Filter the listing below, copying every line in which the word "SerdeJsonError" appears.
BEGIN
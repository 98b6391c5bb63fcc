//! Error types and result types for document store operations.
//!
//! This module provides error handling for every operation that reaches a document
//! store, from query translation to backend failures.
//! Use [`DocumentStoreResult<T>`] as the return type for fallible operations.

use bson::error::Error as BsonError;
use serde_json::Error as SerdeJsonError;
use thiserror::Error;

/// Represents all possible errors that can occur when interacting with a document store.
///
/// This enum covers serialization errors, missing databases and collections,
/// malformed queries and backend-specific errors.
#[derive(Error, Debug)]
pub enum DocumentStoreError {
    /// Serialization/deserialization error when converting between document formats (BSON, JSON).
    #[error("Serialization error: {0}")]
    Serialization(String),
    /// Error during connector initialization or connection setup.
    #[error("Initialization error: {0}")]
    Initialization(String),
    /// The requested database is not visible to the connection.
    #[error("Database \"{0}\" not found")]
    DatabaseNotFound(String),
    /// The requested collection does not exist in the database.
    /// The first argument is the collection name, the second is the database name.
    #[error("Collection \"{0}\" not found in database \"{1}\"")]
    CollectionNotFound(String, String),
    /// The document has an invalid structure (e.g. not a BSON document).
    #[error("Invalid document: {0}")]
    InvalidDocument(String),
    /// A filter could not be built from the request parameters.
    #[error("Invalid query: {0}")]
    InvalidQuery(String),
    /// An error occurred in the underlying storage backend.
    #[error("Backend error: {0}")]
    Backend(String),
    /// An unknown error occurred.
    #[error("Unknown error: {0}")]
    Unknown(String),
}

/// A specialized `Result` type for document store operations.
///
/// This type alias is used throughout the crate to indicate operations that may fail
/// with a [`DocumentStoreError`].
pub type DocumentStoreResult<T> = Result<T, DocumentStoreError>;

impl From<BsonError> for DocumentStoreError {
    fn from(err: BsonError) -> Self {
        DocumentStoreError::Serialization(err.to_string())
    }
}

impl From<SerdeJsonError> for DocumentStoreError {
    fn from(err: SerdeJsonError) -> Self {
        DocumentStoreError::Serialization(err.to_string())
    }
}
END
**RESULT:**
use serde_json::Error as SerdeJsonError;
impl From<SerdeJsonError> for DocumentStoreError {
    fn from(err: SerdeJsonError) -> Self {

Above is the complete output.